Tunisian policemen fire tear gas to disperse demonstrators during a rally outside the Interior Ministry in Tunis, yesterday.
TUNIS: Tunisia’s governing Islamists rebuffed yesterday a plan by their party chief and prime minister to replace the government after unrest erupted over the killing of an opposition leader, deepening the worst crisis since the country’s 2011 revolution.
Turmoil flared in the North African state that launched the first of the Arab Spring uprisings, with protesters torching the local headquarters of the Islamist Ennahda party and a police station in the provincial town of Kelibia.
Police fired teargas to scatter protesters near the Interior Ministry in Tunis and stone-throwing youths in the southern mining town of Gafsa, where at least seven were injured. Crowds ransacked electronics shops in Sfax.
As night fell, protesters attacked and ransacked a police station in the capital, witnesses said. Hundreds of youths threw furniture, equipment and files into the street before fleeing.
More trouble loomed today when labour unions plan a general strike in protest at the assassination of secular politician Chokri Belaid. His funeral is also scheduled for today.
An aide to Hussein Abassi, leader of the UGTT union said he had received a death threat after announcing the first general strike in Tunisia in 34 years.
Wary of further violence, many shops in Tunis closed at 2pm (1300 GMT) while France, the old colonial power in Tunisia, said it would shut its schools in Tunis today and tomorrow.
Prime Minister Hamdi Jebali of Ennahda announced late on Wednesday he would dismiss the government led by his moderate Islamist party in favour of a non-partisan cabinet until elections could be held. But the idea met swift resistance.
A senior Ennahda official said Jebali had not sought approval from his party, suggesting the Islamist group was split over the move to supplant the governing coalition.
“The prime minister did not ask the opinion of his party,” said Abdelhamid Jelassi, Ennahda’s vice-president. “We in Ennahda believe Tunisia needs a political government now.

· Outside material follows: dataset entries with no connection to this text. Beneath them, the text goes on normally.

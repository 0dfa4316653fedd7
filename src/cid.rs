//! Content identifiers and their display encodings

use std::fmt;

use data_encoding::BASE32_NOPAD;
use serde::{Deserialize, Deserializer, Serialize, Serializer};

/// A content-derived address naming one object in the store.
///
/// The identifier is an opaque BLAKE3 digest. It is never stored in its
/// rendered form: encoding happens at output time via [`CidBase`].
#[derive(Clone, Copy, PartialEq, Eq, Hash, PartialOrd, Ord)]
pub struct ContentId([u8; 32]);

impl ContentId {
    pub fn from_bytes(bytes: [u8; 32]) -> Self {
        Self(bytes)
    }

    pub fn as_bytes(&self) -> &[u8; 32] {
        &self.0
    }

    /// Hash arbitrary bytes into an identifier.
    pub fn digest(data: &[u8]) -> Self {
        Self(*blake3::hash(data).as_bytes())
    }

    /// Render with the given base, including the multibase prefix.
    pub fn encode(&self, base: CidBase) -> String {
        base.encode(self)
    }

    /// Parse a prefixed identifier (`b...` base32 or `f...` base16).
    ///
    /// Returns `None` for anything that is not exactly one identifier, so
    /// callers can fall back to treating the text as a plain path segment.
    pub fn parse(s: &str) -> Option<Self> {
        let (prefix, body) = s.split_at_checked(1)?;
        let bytes = match prefix {
            "f" | "F" => hex::decode(body).ok()?,
            "b" | "B" => decode_base32(body)?,
            _ => return None,
        };
        let bytes: [u8; 32] = bytes.try_into().ok()?;
        Some(Self(bytes))
    }
}

impl fmt::Debug for ContentId {
    fn fmt(&self, f: &mut fmt::Formatter<'_>) -> fmt::Result {
        write!(f, "ContentId({})", self.encode(CidBase::Base32))
    }
}

impl fmt::Display for ContentId {
    fn fmt(&self, f: &mut fmt::Formatter<'_>) -> fmt::Result {
        f.write_str(&self.encode(CidBase::Base32))
    }
}

impl Serialize for ContentId {
    fn serialize<S: Serializer>(&self, serializer: S) -> Result<S::Ok, S::Error> {
        serializer.serialize_str(&self.encode(CidBase::Base32))
    }
}

impl<'de> Deserialize<'de> for ContentId {
    fn deserialize<D: Deserializer<'de>>(deserializer: D) -> Result<Self, D::Error> {
        let s = String::deserialize(deserializer)?;
        ContentId::parse(&s)
            .ok_or_else(|| serde::de::Error::custom(format!("invalid content identifier: {}", s)))
    }
}

/// Display encoding for identifiers.
#[derive(Debug, Clone, Copy, PartialEq, Eq, Default, clap::ValueEnum)]
pub enum CidBase {
    /// Lowercase RFC 4648 base32 without padding, prefixed with `b`
    #[default]
    Base32,
    /// Lowercase hexadecimal, prefixed with `f`
    Base16,
}

impl CidBase {
    pub fn encode(&self, id: &ContentId) -> String {
        match self {
            CidBase::Base32 => format!("b{}", encode_base32(id.as_bytes())),
            CidBase::Base16 => format!("f{}", hex::encode(id.as_bytes())),
        }
    }
}

fn encode_base32(bytes: &[u8]) -> String {
    BASE32_NOPAD.encode(bytes).to_ascii_lowercase()
}

fn decode_base32(s: &str) -> Option<Vec<u8>> {
    BASE32_NOPAD.decode(s.to_ascii_uppercase().as_bytes()).ok()
}
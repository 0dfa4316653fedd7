//! Cancellation scope shared by one listing run.
//!
//! A [`CancelScope`] owns the signal; every traversal task holds a cheap
//! [`CancelToken`] clone and races its work against [`CancelToken::cancelled`].
//! Dropping the scope counts as cancellation, so a run that returns early
//! never leaves a traversal task running.

use tokio::sync::watch;

/// Owner side of the cancellation signal.
#[derive(Debug)]
pub struct CancelScope {
    sender: watch::Sender<bool>,
}

/// Observer side of the cancellation signal.
#[derive(Debug, Clone)]
pub struct CancelToken {
    receiver: watch::Receiver<bool>,
}

impl Default for CancelScope {
    fn default() -> Self {
        Self::new()
    }
}

impl CancelScope {
    pub fn new() -> Self {
        let (sender, _) = watch::channel(false);
        Self { sender }
    }

    pub fn token(&self) -> CancelToken {
        CancelToken {
            receiver: self.sender.subscribe(),
        }
    }

    /// Trigger cancellation. Idempotent.
    pub fn cancel(&self) {
        self.sender.send_replace(true);
    }

    pub fn is_cancelled(&self) -> bool {
        *self.sender.borrow()
    }
}

impl CancelToken {
    pub fn is_cancelled(&self) -> bool {
        *self.receiver.borrow() || self.receiver.has_changed().is_err()
    }

    /// Resolve once the scope is cancelled or dropped.
    pub async fn cancelled(&self) {
        let mut receiver = self.receiver.clone();
        loop {
            if *receiver.borrow_and_update() {
                return;
            }
            if receiver.changed().await.is_err() {
                return;
            }
        }
    }
}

We will continue discussions with other parties about forming a coalition government.”
Ennahda’s two secular coalition partners as well as the main opposition parties also rejected any move to a government of technocrats, demanding as well that they be consulted before any new cabinet is formed.

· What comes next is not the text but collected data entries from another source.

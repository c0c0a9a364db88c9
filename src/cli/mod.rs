//! Command-line interface for sanger-barcode.
//!
//! This module implements the CLI using clap. Available commands:
//!
//! - **convert**: Derive every barcode form from one input form
//! - **validate**: Check one or more barcodes for transcription or scan errors
//! - **split**: Show the components of a barcode
//! - **prefixes**: List, show, or export the prefix registry
//!
//! ## Usage
//!
//! ```text
//! # Human barcode to scanner value
//! sanger-barcode convert --human PR1234K
//!
//! # Build from prefix and number
//! sanger-barcode convert --prefix PR --number 1234 --format json
//!
//! # Validate scanned values
//! sanger-barcode validate 4500001234757 4500001234758
//!
//! # Use a site-specific registry
//! sanger-barcode --catalog my_prefixes.json prefixes list
//! ```

use std::path::{Path, PathBuf};

use clap::{Parser, Subcommand};
use tracing::debug;

use crate::catalog::store::PrefixRegistry;

pub mod convert;
pub mod prefixes;
pub mod split;
pub mod validate;

#[derive(Parser)]
#[command(name = "sanger-barcode")]
#[command(author = "Fulcrum Genomics")]
#[command(version)]
#[command(about = "Convert and validate laboratory sample barcodes")]
#[command(
    long_about = "sanger-barcode converts sample barcodes between their three equivalent forms:\n\n- a two-letter prefix plus a sequence number (PR, 1234)\n- the human-readable label with its checksum letter (PR1234K)\n- the 13-digit EAN value read by scanners (4500001234757)\n\nand detects mistyped or misread barcodes."
)]
pub struct Cli {
    #[command(subcommand)]
    pub command: Commands,

    /// Enable verbose output
    #[arg(short, long, global = true)]
    pub verbose: bool,

    /// Output format
    #[arg(short, long, global = true, default_value = "text")]
    pub format: OutputFormat,

    /// Path to custom prefix registry file
    #[arg(long, global = true)]
    pub catalog: Option<PathBuf>,
}

#[derive(Subcommand)]
pub enum Commands {
    /// Derive every form of a barcode from one input form
    Convert(convert::ConvertArgs),

    /// Validate barcodes (human or machine form)
    Validate(validate::ValidateArgs),

    /// Split a barcode into its components
    Split(split::SplitArgs),

    /// Inspect the prefix registry
    Prefixes(prefixes::PrefixesArgs),
}

#[derive(Clone, Copy, Debug, clap::ValueEnum)]
pub enum OutputFormat {
    Text,
    Json,
    Tsv,
}

/// Load the registry named by `--catalog`, or the embedded one
pub fn load_registry(catalog: Option<&Path>) -> anyhow::Result<PrefixRegistry> {
    let registry = if let Some(path) = catalog {
        debug!(path = %path.display(), "Loading custom prefix registry");
        PrefixRegistry::load_from_file(path)?
    } else {
        PrefixRegistry::load_embedded()?
    };
    Ok(registry)
}
use serde::{Deserialize, Serialize};

use crate::catalog::store::PrefixRegistry;
use crate::core::error::BarcodeError;

/// Multiplier placing the numeric prefix in the leading digits of the 12-digit inner code
pub const MACHINE_PREFIX_SCALE: u64 = 1_000_000_000;

/// A registered barcode prefix, e.g. `PR` <-> `450`
#[derive(Debug, Clone, PartialEq, Eq, Hash, Serialize, Deserialize)]
pub struct Prefix {
    /// Two-letter code printed on the label
    pub human: String,

    /// Numeric code embedded in the machine barcode
    pub machine: u32,
}

impl Prefix {
    /// Look up a textual prefix in the embedded registry
    ///
    /// # Errors
    ///
    /// Returns `BarcodeError::UnknownPrefix` if the code is not registered.
    pub fn from_human(code: &str) -> Result<Self, BarcodeError> {
        PrefixRegistry::global().from_human(code)
    }

    /// Look up a numeric prefix in the embedded registry
    ///
    /// # Errors
    ///
    /// Returns `BarcodeError::UnknownPrefix` if the code is not registered.
    pub fn from_machine(code: u32) -> Result<Self, BarcodeError> {
        PrefixRegistry::global().from_machine(code)
    }

    pub fn human(&self) -> &str {
        &self.human
    }

    #[must_use]
    pub fn machine_code(&self) -> u32 {
        self.machine
    }

    /// Numeric code rendered as text, as returned by the legacy split
    #[must_use]
    pub fn machine_s(&self) -> String {
        self.machine.to_string()
    }

    /// Numeric code scaled into the highest-order digits of the inner code
    #[must_use]
    pub fn machine_full(&self) -> u64 {
        u64::from(self.machine) * MACHINE_PREFIX_SCALE
    }
}

impl std::fmt::Display for Prefix {
    fn fmt(&self, f: &mut std::fmt::Formatter<'_>) -> std::fmt::Result {
        write!(f, "{}", self.human)
    }
}

#[cfg(test)]
mod tests {
    use super::*;

    #[test]
    fn test_from_human() {
        let prefix = Prefix::from_human("PR").unwrap();
        assert_eq!(prefix.human(), "PR");
        assert_eq!(prefix.machine_code(), 450);
        assert_eq!(prefix.machine_s(), "450");
    }

    #[test]
    fn test_machine_full() {
        let prefix = Prefix::from_human("PR").unwrap();
        assert_eq!(prefix.machine_full(), 450_000_000_000);
    }

    #[test]
    fn test_registry_round_trip() {
        for code in ["DN", "NT", "PR", "BD"] {
            let prefix = Prefix::from_human(code).unwrap();
            let back = Prefix::from_machine(prefix.machine_code()).unwrap();
            assert_eq!(back, prefix);
        }
    }

    #[test]
    fn test_unknown_prefix() {
        assert_eq!(
            Prefix::from_human("XX"),
            Err(BarcodeError::UnknownPrefix("XX".to_string()))
        );
        assert_eq!(
            Prefix::from_machine(999),
            Err(BarcodeError::UnknownPrefix("999".to_string()))
        );
    }
}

Political analysts said protracted deadlock could aggravate the unrest, which has underscored the chasm between Islamists and secular groups who fear that freedoms of expression, cultural liberty and women’s rights are in jeopardy just two years after the Western-backed dictatorship crumbled.
“In the likely event that there is no agreement, civil unrest will increase, reaching a level that cannot be contained by the police,” said Firas Abi Ali of the London-based Exclusive Analysis think-tank.

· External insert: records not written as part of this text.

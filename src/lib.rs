//! # sanger-barcode
//!
//! A library for converting laboratory sample barcodes between their three
//! equivalent forms.
//!
//! Tubes and plates are labelled with a two-letter prefix and a sequence number.
//! People read the label as a human barcode with a checksum letter (`PR1234K`);
//! scanners read a 13-digit EAN value (`4500001234757`). Both carry independent
//! checks, so a mistyped label or misread scan is detected rather than silently
//! resolving to the wrong sample.
//!
//! ## Features
//!
//! - **Three-way conversion**: prefix + number, human and machine forms
//! - **Checksum letter**: position-weighted mod-23 checksum over prefix and number
//! - **EAN check digit**: alternating-weight mod-10 digit for scanners
//! - **Prefix registry**: embedded, build-validated and replaceable at runtime
//! - **Legacy API**: free functions matching the historical barcode helpers
//!
//! ## Example
//!
//! ```rust
//! use sanger_barcode::SangerBarcode;
//!
//! let scanned = SangerBarcode::from_machine(4_500_001_234_757).unwrap();
//! assert!(scanned.is_valid());
//! assert_eq!(scanned.human_barcode(), Some("PR1234K"));
//!
//! let typed = SangerBarcode::from_human("PR1234K").unwrap();
//! assert_eq!(typed.machine_barcode().unwrap(), 4_500_001_234_757);
//! ```
//!
//! ## Modules
//!
//! - [`catalog`]: Prefix registry storage and lookup
//! - [`core`]: Prefix, checksum and barcode types
//! - [`legacy`]: Historical convenience functions
//! - [`cli`]: Command-line interface implementation

pub mod catalog;
pub mod cli;
pub mod core;
pub mod legacy;

// Re-export commonly used types for convenience
pub use catalog::store::{CatalogError, PrefixRegistry};
pub use core::barcode::{BarcodeSummary, SangerBarcode};
pub use core::checksum::Checksum;
pub use core::error::BarcodeError;
pub use core::prefix::Prefix;
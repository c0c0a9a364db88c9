use std::collections::HashSet;
use std::path::Path;

/// Smallest numeric prefix; zero leaves the leading digits empty.
const MIN_MACHINE_CODE: u64 = 1;

/// Largest numeric prefix that still fits the three leading digits of the machine barcode.
const MAX_MACHINE_CODE: u64 = 999;

fn main() {
    let registry_path = Path::new("catalogs/prefixes.json");
    validate_registry_file(registry_path);
    set_build_dependencies();
}

fn validate_registry_file(registry_path: &Path) {
    // Ensure the registry exists at build time
    assert!(
        registry_path.exists(),
        "\n\nREGISTRY BUILD ERROR: File not found\n\
         Path: {}\n\
         Please create the prefix registry before building.\n",
        registry_path.display()
    );

    let contents = std::fs::read_to_string(registry_path).unwrap_or_else(|e| {
        panic!(
            "\n\nREGISTRY BUILD ERROR: Failed to read file\n\
             Path: {}\n\
             Error: {e}\n",
            registry_path.display()
        );
    });

    let registry: serde_json::Value = serde_json::from_str(&contents).unwrap_or_else(|e| {
        panic!(
            "\n\nREGISTRY BUILD ERROR: Invalid JSON\n\
             Path: {}\n\
             Error: {e}\n\
             Hint: Check for missing commas, brackets, or invalid syntax.\n",
            registry_path.display()
        );
    });

    validate_registry_structure(&registry);
}

fn validate_registry_structure(registry: &serde_json::Value) {
    assert!(
        registry.is_object(),
        "\n\nREGISTRY BUILD ERROR: Root must be a JSON object\n\
         Got: {registry}\n"
    );

    let prefixes = registry.get("prefixes").unwrap_or_else(|| {
        panic!(
            "\n\nREGISTRY BUILD ERROR: Missing 'prefixes' field\n\
             The registry must have a top-level 'prefixes' array.\n"
        );
    });

    let entries = prefixes.as_array().unwrap_or_else(|| {
        panic!(
            "\n\nREGISTRY BUILD ERROR: 'prefixes' must be an array\n\
             Got: {prefixes}\n"
        );
    });

    validate_entries(entries);

    println!(
        "cargo:warning=Validated prefix registry: {} prefixes",
        entries.len()
    );
}

fn validate_entries(entries: &[serde_json::Value]) {
    let mut humans = HashSet::new();
    let mut machines = HashSet::new();

    for (i, entry) in entries.iter().enumerate() {
        let human = entry
            .get("human")
            .and_then(serde_json::Value::as_str)
            .unwrap_or_else(|| {
                panic!("\n\nREGISTRY BUILD ERROR: Prefix at index {i} missing 'human' field\n")
            });

        assert!(
            human.len() == 2 && human.chars().all(|c| c.is_ascii_uppercase()),
            "\n\nREGISTRY BUILD ERROR: Prefix '{human}' (index {i}) must be two uppercase letters\n"
        );

        let machine = entry
            .get("machine")
            .and_then(serde_json::Value::as_u64)
            .unwrap_or_else(|| {
                panic!(
                    "\n\nREGISTRY BUILD ERROR: Prefix '{human}' (index {i}) missing numeric 'machine' field\n"
                )
            });

        assert!(
            (MIN_MACHINE_CODE..=MAX_MACHINE_CODE).contains(&machine),
            "\n\nREGISTRY BUILD ERROR: Prefix '{human}' has machine code {machine}\n\
             Machine codes must be between {MIN_MACHINE_CODE} and {MAX_MACHINE_CODE}.\n"
        );

        assert!(
            humans.insert(human.to_string()),
            "\n\nREGISTRY BUILD ERROR: Duplicate human prefix '{human}'\n"
        );
        assert!(
            machines.insert(machine),
            "\n\nREGISTRY BUILD ERROR: Duplicate machine code {machine} ('{human}')\n"
        );
    }
}

fn set_build_dependencies() {
    // Tell cargo to rerun if the registry changes
    println!("cargo:rerun-if-changed=catalogs/prefixes.json");

    // Tell cargo to rerun if build.rs changes
    println!("cargo:rerun-if-changed=build.rs");
}
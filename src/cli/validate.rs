use clap::Args;
use serde::Serialize;

use crate::catalog::store::PrefixRegistry;
use crate::cli::OutputFormat;
use crate::core::barcode::SangerBarcode;

#[derive(Args)]
pub struct ValidateArgs {
    /// Barcodes to check, in human (PR1234K) or machine (4500001234757) form
    #[arg(required = true)]
    pub barcodes: Vec<String>,

    /// Treat human barcodes without a checksum letter as invalid
    #[arg(long)]
    pub checksum_required: bool,
}

/// Outcome for one input barcode
#[derive(Debug, Clone, PartialEq, Eq, Serialize)]
pub struct ValidationReport {
    pub input: String,
    pub valid: bool,
    #[serde(skip_serializing_if = "Option::is_none")]
    pub human_barcode: Option<String>,
    #[serde(skip_serializing_if = "Option::is_none")]
    pub error: Option<String>,
}

pub fn run(
    args: ValidateArgs,
    registry: &PrefixRegistry,
    format: OutputFormat,
    verbose: bool,
) -> anyhow::Result<()> {
    let reports: Vec<ValidationReport> = args
        .barcodes
        .iter()
        .map(|input| validate_one(registry, input, args.checksum_required))
        .collect();

    match format {
        OutputFormat::Text => {
            for report in &reports {
                match (&report.error, report.valid) {
                    (Some(error), _) => println!("{}\tINVALID\t{error}", report.input),
                    (None, true) => println!("{}\tOK", report.input),
                    (None, false) => println!("{}\tINVALID", report.input),
                }
            }
        }
        OutputFormat::Json => println!("{}", serde_json::to_string_pretty(&reports)?),
        OutputFormat::Tsv => {
            println!("input\tvalid\thuman_barcode\terror");
            for report in &reports {
                println!(
                    "{}\t{}\t{}\t{}",
                    report.input,
                    report.valid,
                    report.human_barcode.as_deref().unwrap_or(""),
                    report.error.as_deref().unwrap_or("")
                );
            }
        }
    }

    let invalid = reports.iter().filter(|r| !r.valid).count();
    if verbose {
        eprintln!("{} of {} barcodes valid", reports.len() - invalid, reports.len());
    }
    if invalid > 0 {
        anyhow::bail!("{invalid} of {} barcodes are invalid", reports.len());
    }

    Ok(())
}

/// Parse and validate a single barcode; parse failures are reported, not raised
pub fn validate_one(
    registry: &PrefixRegistry,
    input: &str,
    checksum_required: bool,
) -> ValidationReport {
    match SangerBarcode::parse_in(registry, input, checksum_required) {
        Ok(barcode) => ValidationReport {
            input: input.to_string(),
            valid: barcode.is_valid(),
            human_barcode: barcode.human_barcode().map(str::to_string),
            error: None,
        },
        Err(e) => ValidationReport {
            input: input.to_string(),
            valid: false,
            human_barcode: None,
            error: Some(e.to_string()),
        },
    }
}

#[cfg(test)]
mod tests {
    use super::*;

    #[test]
    fn test_validate_one() {
        let registry = PrefixRegistry::load_embedded().unwrap();

        let ok = validate_one(&registry, "4500001234757", false);
        assert!(ok.valid);
        assert_eq!(ok.human_barcode.as_deref(), Some("PR1234K"));

        let misread = validate_one(&registry, "4500001234758", false);
        assert!(!misread.valid);
        assert!(misread.error.is_none());

        let unknown = validate_one(&registry, "XX1234X", false);
        assert!(!unknown.valid);
        assert!(unknown.error.unwrap().contains("XX"));

        let missing = validate_one(&registry, "PR1234", true);
        assert!(!missing.valid);
        assert!(missing.error.is_some());
    }
}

“If unrest continued for more than two weeks, the army would probably reluctantly step in and back a technocrat government, as well as fresh elections for a new Constituent Assembly.”
Belaid was shot as he left home for work on Wednesday by a gunman who fled on the back of a motorcycle. Thousands of protesters took to the streets nationwide hurling rocks and fighting police.
No one claimed responsibility for the killing and the head of Ennahda said the party had nothing to do with it.
But a crowd set fire to the Tunis headquarters of Ennahda, which won the most seats in a free election 16 months ago. Protests also hit Sidi Bouzid, fount of the Jasmine Revolution that ousted dictator Zine Al Abidine Ben Ali in January
2011.
While Belaid had only a modest political following, his criticism of Ennahda policies spoke for many Tunisians who fear religious radicals are bent on snuffing out freedoms won in the first of the revolts that rippled through the Arab world.
Pressured by Wednesday’s explosion of unrest, Jebali declared that weeks of talks on reshaping the government had failed amid infighting within his coalition. One secular party threatened to bolt unless some Ennahda ministers were sacked.
Mehrzia Abidi, vice-president of the interim parliament that has been struggling for months to draft a new constitution, said it would discuss Jebali’s proposal for a temporary government of experts yesterday, but this had not happened by nightfall.
Belaid, a constitutional law expert, said the assembly would have to approve the cabinet overhaul. But the assembly’s dysfunctional record raised the risk of drawn-out paralysis.